STUFF REDOUBT SYSTEM showing Hessian, Regina and Stuff.
The Twenty-fifth Division had, as stated, relieved the Eleventh, and this new task was handed over to it. Upon October 9 the first attack was made by the 10th Cheshires, and although their full objective was not reached, the result was satisfactory, a lodgment being made and 100 of the garrison captured, with slight casualties to the stormers, thanks to the good barrage and the workmanlike way in which they took advantage of it. A strong attempt on the part of the Germans to prevent consolidation and to throw out the intruders was quite unsuccessful.
The 8th North Lancs were now placed in the position of the Cheshires, while the Thirty-ninth Division upon the left joined in the pressure. Upon October 10 an attack was made by the 16th Sherwoods supported by the 17th Rifles of the 117th Brigade; but it had no success. On the 12th there was a renewed attack by units of the 118th Brigade, chiefly the 4th Black Watch. This succeeded in advancing the line for a short distance, and upon October 15 it repulsed two local counter-attacks.

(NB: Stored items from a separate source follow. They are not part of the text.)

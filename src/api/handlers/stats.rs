//! Handler for per-link statistics.

use axum::{
    Json,
    extract::{Path, State},
};

use crate::api::dto::links::LinkView;
use crate::error::AppError;
use crate::state::AppState;

/// Returns the full record of a live short link without recording a click.
///
/// # Endpoint
///
/// `GET /stats/{code}` or `GET /shorturls/{code}`
///
/// # Errors
///
/// Returns 404 Not Found if the short code doesn't exist.
/// Returns 410 Gone if the short code has expired.
pub async fn stats_handler(
    State(state): State<AppState>,
    Path(code): Path<String>,
) -> Result<Json<LinkView>, AppError> {
    let record = state.link_service.get_stats(&code)?;
    let short_link = state.link_service.short_link(&record.code);

    Ok(Json(LinkView::from_record(record, short_link)))
}
//! Domain layer containing the short code registry and its entities.
//!
//! The domain layer has no dependency on HTTP or on telemetry. It owns all
//! mutable state of the service.
//!
//! # Modules
//!
//! - [`entities`] - [`UrlRecord`] and [`ClickEvent`]
//! - [`registry`] - The in-memory code → record mapping with expiry and click accounting
//! - [`clock`] - Time source seam for deterministic expiry
//! - [`sweeper`] - Periodic eviction of expired records
//! - [`error`] - [`RegistryError`]
//!
//! # Request Flow
//!
//! 1. HTTP handler calls [`crate::application::services::LinkService`]
//! 2. The service validates input and calls the [`Registry`]
//! 3. The registry checks expiry, mutates under its lock, and returns a snapshot
//! 4. Telemetry is emitted by the service after the lock is released

pub mod clock;
pub mod entities;
pub mod error;
pub mod registry;
pub mod sweeper;

pub use clock::{Clock, ManualClock, SystemClock};
pub use entities::{ClickEvent, UrlRecord};
pub use error::RegistryError;
pub use registry::Registry;
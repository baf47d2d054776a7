//! Errors returned by the registry.

use chrono::{DateTime, Utc};

/// Failure of a registry operation.
///
/// A failed operation never leaves a partial mutation behind.
#[derive(Debug, Clone, PartialEq, Eq, thiserror::Error)]
pub enum RegistryError {
    #[error("invalid input: {0}")]
    InvalidInput(String),

    #[error("short code '{code}' is already in use")]
    CodeConflict { code: String },

    #[error("short code '{code}' not found")]
    NotFound { code: String },

    #[error("short code '{code}' expired at {expired_at}")]
    Expired {
        code: String,
        expired_at: DateTime<Utc>,
    },

    #[error("internal registry fault: {0}")]
    Internal(String),
}
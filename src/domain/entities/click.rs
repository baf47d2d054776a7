//! Click entity representing a single successful redirect.

use chrono::{DateTime, Utc};

/// Recorded in place of a missing or empty `User-Agent` header.
pub const UNKNOWN_USER_AGENT: &str = "unknown";

/// Recorded in place of a missing or empty `Referer` header.
pub const DIRECT_REFERRER: &str = "direct";

/// A click recorded when a short code is resolved.
///
/// Client metadata is never optional here: absent headers are replaced by
/// [`UNKNOWN_USER_AGENT`] and [`DIRECT_REFERRER`] so analytics consumers
/// always see a value.
#[derive(Debug, Clone, PartialEq, Eq)]
pub struct ClickEvent {
    pub timestamp: DateTime<Utc>,
    pub user_agent: String,
    pub referrer: String,
}

impl ClickEvent {
    /// Creates a click event, substituting sentinels for missing metadata.
    ///
    /// # Examples
    ///
    /// ```ignore
    /// let click = ClickEvent::new(Utc::now(), Some("Mozilla/5.0"), None);
    /// assert_eq!(click.referrer, "direct");
    /// ```
    pub fn new(timestamp: DateTime<Utc>, user_agent: Option<&str>, referrer: Option<&str>) -> Self {
        Self {
            timestamp,
            user_agent: or_sentinel(user_agent, UNKNOWN_USER_AGENT),
            referrer: or_sentinel(referrer, DIRECT_REFERRER),
        }
    }
}

fn or_sentinel(value: Option<&str>, sentinel: &str) -> String {
    match value.map(str::trim) {
        Some(v) if !v.is_empty() => v.to_string(),
        _ => sentinel.to_string(),
    }
}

Upon the right the 8th North Lancs upon October 14 had a very successful advance, in which they carried with moderate loss the stretch of line opposite, as well as the position called The Mounds. Two machine-guns and 125 prisoners were taken.
The British now had observation along the whole ridge with a line of observation posts pushed out beyond the crest. There were formidable obstacles upon their right front, however, where the Regina Trench and a heavily fortified quadrilateral system lay in front of the troops already mentioned, and also of the Canadians on the Courcelette line. In order to get ready for the next advance there was some sidestepping of units, the hard-worked Eighteenth coming in on the right next the Canadians, the Twenty-fifth moving along, and the Thirty-ninth coming closer on the left. On October 8 the Canadians had a sharp action, in which the Ontario, British Columbia, Alberta, and Winnipeg Battalions showed their usual resolution, and took a couple of hundred prisoners, but were unable to gain much ground. A concerted movement of the whole line was now organised.
The great Stuff Trench, which was roughly a continuation of the Regina, was opposite the centre of the attack, and was distant some 300 yards from the British front. The barrage arrangements co-ordinated by the Second Corps (Jacob), to which these units now belonged, worked most admirably. The attack was made all along the line and was eminently successful. At 12.35 upon October 21 the general advance began, and at 4.30 the whole objective, including Stuff and Regina, was in the hands of the British and Canadians. It was a fine victory, with 20 machine-guns and 1000 prisoners of the 5th Ersatz and Twenty-eighth Bavarian Divisions as trophies. So rapid was the consolidation that before morning trenches were opened out between the captured line and the old British position. A curious incident in this most successful attack was that the 8th Border Regiment advanced at least a thousand yards beyond its objective, but was successful in getting back. By this brilliant little action the enemy was finally driven down upon a three-mile front north of Thiepval and Courcelette, until he had no foothold left save the marshes to the south of the Ancre, where he cowered in enfiladed trenches for that final clearing up which was only delayed by the weather. It should be added that on this same date, October 21, the left of the British line, formed by the Thirty-ninth Division, was attacked by storm-troops of the German Twenty-eighth Reserve Division, armed with flammenwerfer and supported by 60 light batteries. The attack was formidable, and twice got into the British line, but was twice driven out again, leaving many prisoners and trophies behind. The Sussex and Hampshire troops of the 116th Brigade, aided by the 17th Rifles, stood splendidly to their work, and ended by holding every inch of their ground, and adding a new German trench which was carried by the 14th Hants.
From this time onwards this northern section of the line was quiet save for small readjustments, until the great effort upon November 13, which brought the autumn campaign to a close with the considerable victory of Beaumont Hamel. From the point which the Second Corps had now reached it could command with its guns the Valley of the Ancre to the north of it, including some of those positions which had repulsed our attack upon July 1 and were still in German hands. So completely did we now outflank them from the south that it must have been evident to any student of the map that Haig was sure, sooner or later, to make a strong infantry advance over the ground which was so completely controlled by his artillery. It was the German appreciation of this fact which had caused their desperate efforts at successive lines of defence to hold us back from gaining complete command of the crest of the slope. It will be told in the final chapter of this volume how this command was utilised, and a bold step was taken towards rolling up the German positions from the south—a step which was so successful that it was in all probability the immediate cause of that general retirement of the whole German front which was the first great event in the campaign of 1917.